7. Do you feel that your music is giving you back just as much fulfilment as the amount of work you are putting into it, or are you expecting something more, or different in the future?
ANNE MARIE ALMEDAL:
The new album «We Dance Alone» was written and recorded in a particularly tough time in my life. Not just the mind-numbing lockdowns, I had to deal with breast cancer, chemo and recovery. It was the will to make a healing, powerful statement full of life-affirming goodness, and a find the voice inside to keep on keeping on! Thankfully, with good doctors, and wonderful musicians to play with, I could get this new album out! A massive amount of love and suffering went in to it, and an overwhelming celebration of the «now», the moment…
8. Could you describe your creative processes? How do you usually start, and go about shaping ideas into a completed song? Do you usually start with a tune, a beat, or a narrative in your head? And do you collaborate with others in this process?
ANNE MARIE ALMEDAL:
No rules here. It could be a twisted synth pattern, some felt-piano tonalities, a drum machine loop, a scattering of words and thoughts. On «We Dance Alone» Nicholas and I started working with some amazing sketches from a talented young chillstep producer in Norway, EvenS. We found similar references from Beach House, Boards of Canada, Nils Frahm, and also returned to some classic «me» references like Heaven or Las Vegas-era Cocteau. The creative process just snowballed from there! The strange thing that I also noticed, while under treatment and facing pretty low moments, I found solace in harsher sounds, pulses which kept me strong and focused. I’m very happy with the results, and the deep journey behind the album. Nothing feels better than stamping a work or art, from the heart, and thankfully the good response I have had so far to the new «sound» of Anne Marie Almedal!
9. What has been the most difficult thing you’ve had to endure in your life or music career so far?

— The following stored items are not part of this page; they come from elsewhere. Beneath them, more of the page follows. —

//! The PRETTIER layout: a framed fixed-width table with a centered header,
//! section dividers, greedy word wrapping and value truncation.
//!
//! Every content line between the top and bottom border has the same visible
//! width. Widths are computed in characters, not bytes, so multi-byte output
//! (the `μ` in time strings) cannot skew the frame.

use crate::record::ProfileRecord;
use crate::render::time::format_nanos;
use crate::render::value::{pretty, simple_type_name};

const BASE_WIDTH: usize = 80;
const WIDTH_LIMIT: usize = 120;
/// Continuation prefix for wrapped parameter/result/message lines.
const WRAP_PREFIX: &str = "|   ";

pub(crate) fn render_prettier(record: &ProfileRecord) -> String {
    let marker = &record.marker.marker;
    let method_name = &record.method_qualified;
    let caller_info = record.caller.to_string();

    // Grow the frame to fit the widest field, then clamp.
    let mut max_width = BASE_WIDTH;
    max_width = max_width.max(width(method_name) + 10);
    max_width = max_width.max(width(&caller_info) + 15);
    if marker.log_params {
        for argument in &record.arguments {
            let param_line = format!(
                "{} = {}",
                simple_type_name(argument.type_name),
                pretty(&argument.value)
            );
            max_width = max_width.max(width(&param_line) + 2);
        }
    }
    if marker.log_result {
        max_width = max_width.max(width(&pretty_result(record)) + 15);
    }
    max_width = max_width.min(WIDTH_LIMIT);

    let mut out = String::from("\n");
    push_divider(&mut out, max_width);
    out.push_str(&format!(
        "|{}|\n",
        center_text(" PROFILING INFO ", max_width)
    ));
    push_divider(&mut out, max_width);

    push_formatted_line(&mut out, "Method", method_name, max_width);
    push_formatted_line(&mut out, "Called from", &caller_info, max_width);

    if marker.log_params && !record.arguments.is_empty() {
        push_divider(&mut out, max_width);
        out.push_str(&format!("|{}|\n", pad_right(" Parameters:", max_width)));
        for (index, argument) in record.arguments.iter().enumerate() {
            let name = argument
                .name
                .map_or_else(|| format!("arg{index}"), str::to_string);
            let param_line = format!(
                "  [{index}] {} {name} = {}",
                simple_type_name(argument.type_name),
                pretty(&argument.value)
            );
            push_multiline_text(&mut out, &param_line, max_width, WRAP_PREFIX);
        }
    }

    if marker.log_time {
        push_divider(&mut out, max_width);
        push_formatted_line(
            &mut out,
            "Execution Time",
            &format_nanos(record.elapsed_nanos),
            max_width,
        );
    }

    push_divider(&mut out, max_width);
    if let Some(thrown) = &record.thrown {
        push_formatted_line(&mut out, "Status", " EXCEPTION", max_width);
        push_formatted_line(
            &mut out,
            "Exception LogType",
            &simple_type_name(thrown.type_name),
            max_width,
        );
        if let Some(message) = &thrown.message {
            push_multiline_text(&mut out, &format!("Message: {message}"), max_width, WRAP_PREFIX);
        }
    } else if marker.log_result {
        push_formatted_line(&mut out, "Status", " SUCCESS", max_width);
        let result = pretty_result(record);
        if width(&result) > max_width.saturating_sub(20) {
            push_multiline_text(&mut out, &format!("Result: {result}"), max_width, WRAP_PREFIX);
        } else {
            push_formatted_line(&mut out, "Result", &result, max_width);
        }
    }

    out.push_str(&format!("+{}+", "-".repeat(max_width)));
    out
}

fn pretty_result(record: &ProfileRecord) -> String {
    record
        .result
        .as_ref()
        .map_or_else(|| "null".to_string(), pretty)
}

/// Visible width in characters.
fn width(text: &str) -> usize {
    text.chars().count()
}

fn push_divider(out: &mut String, max_width: usize) {
    out.push_str(&format!("+{}+\n", "-".repeat(max_width)));
}

/// `"| <label>: <value><padding>|"`, truncating the value to fit the frame.
fn push_formatted_line(out: &mut String, label: &str, value: &str, max_width: usize) {
    let label_part = format!(" {label}: ");
    let value_budget = max_width.saturating_sub(width(&label_part) + 1);
    let value = if width(value) > value_budget {
        let head: String = value.chars().take(value_budget.saturating_sub(3)).collect();
        format!("{head}...")
    } else {
        value.to_string()
    };
    let padding = max_width.saturating_sub(width(&label_part) + width(&value));
    out.push_str(&format!("|{label_part}{value}{}|\n", " ".repeat(padding)));
}

/// Greedy word wrap: packs space-separated words so each emitted line fits the
/// frame. A single word longer than the budget is emitted on its own line
/// unchanged and overflows the box.
fn push_multiline_text(out: &mut String, text: &str, max_width: usize, prefix: &str) {
    let content_width = max_width.saturating_sub(width(prefix) + 1);

    if width(text) <= content_width {
        push_wrapped_line(out, prefix, text, max_width);
        return;
    }

    let mut line = String::new();
    for word in text.split(' ') {
        if width(&line) + width(word) + 1 <= content_width {
            if !line.is_empty() {
                line.push(' ');
            }
            line.push_str(word);
        } else {
            push_wrapped_line(out, prefix, &line, max_width);
            line = word.to_string();
        }
    }
    if !line.is_empty() {
        push_wrapped_line(out, prefix, &line, max_width);
    }
}

fn push_wrapped_line(out: &mut String, prefix: &str, line: &str, max_width: usize) {
    let padding = max_width.saturating_sub(width(prefix) + width(line));
    out.push_str(&format!("{prefix}{line}{} |\n", " ".repeat(padding)));
}

/// Centers `text`, biasing extra padding to the right.
fn center_text(text: &str, max_width: usize) -> String {
    let padding = max_width.saturating_sub(width(text));
    let left = padding / 2;
    let right = padding - left;
    format!("{}{text}{}", " ".repeat(left), " ".repeat(right))
}

fn pad_right(text: &str, max_width: usize) -> String {
    format!("{text}{}", " ".repeat(max_width.saturating_sub(width(text))))
}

ANNE MARIE ALMEDAL: Going through cancer treatment was pretty damn awful. All the lockdowns too, but on an everyday level being an uncompromising female artist can present it’s problems in a very male-dominated industry. Thankfully I have been in the game long enough, and been able to make the artistic decisions I wanted to make, whether right or wrong, without feeling pressure to make hits, or compromise my ambitions. I have a few years in the major record company sausage machine, but now so glad to be making the records I want to make!
10. On the contrary, what would you consider a successful, proud or significant point in your life or music career so far?

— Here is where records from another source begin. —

use std::time::Duration;

pub trait ToMilliseconds {
    fn to_ms(&self) -> f64;
}

impl ToMilliseconds for Duration {
    fn to_ms(&self) -> f64 {
        (self.as_secs() as f64 * 1_000f64) + (f64::from(self.subsec_nanos()) / 1_000_000f64)
    }
}

pub trait ToSeconds {
    fn to_secs(&self) -> f64;
}

impl ToSeconds for Duration {
    fn to_secs(&self) -> f64 {
        self.as_secs() as f64 + (f64::from(self.subsec_nanos()) / 1_000_000_000f64)
    }
}

/// Elapsed seconds as a plain float, convertible to and from `Duration`.
#[derive(Debug, Clone, Copy, PartialEq)]
pub struct Secs(pub f64);

impl From<Duration> for Secs {
    fn from(d: Duration) -> Secs {
        Secs(d.to_secs())
    }
}

impl From<Secs> for Duration {
    fn from(secs: Secs) -> Duration {
        let Secs(secs) = secs;
        let duration = Duration::from_secs(secs.trunc() as u64);
        let nanos = (secs.fract() * 1_000_000_000f64) as u32;
        duration + Duration::new(0, nanos)
    }
}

ANNE MARIE ALMEDAL: There were times during recording the new album we weren’t sure what the outcome would be with my illness, but one particularly good feeling was hearing Tim Bran’s mixes (remote from London) on headphones. Just closing my eyes, breathing in, breathing out, knowing we had made a great record! Over the years, many gigs, festival appearances, and even sessions with amazing musicians like Danny Thompson (bassist for NIck Drake/John Martyn) has to be up there as a highlight. What a spine-tingling good double bassist! But, I am humble. Just making music and releasing albums for almost 30 years is my best achievement, and constantly surprising myself. Every new fan, each new listener I can reach out to is just the best feeling!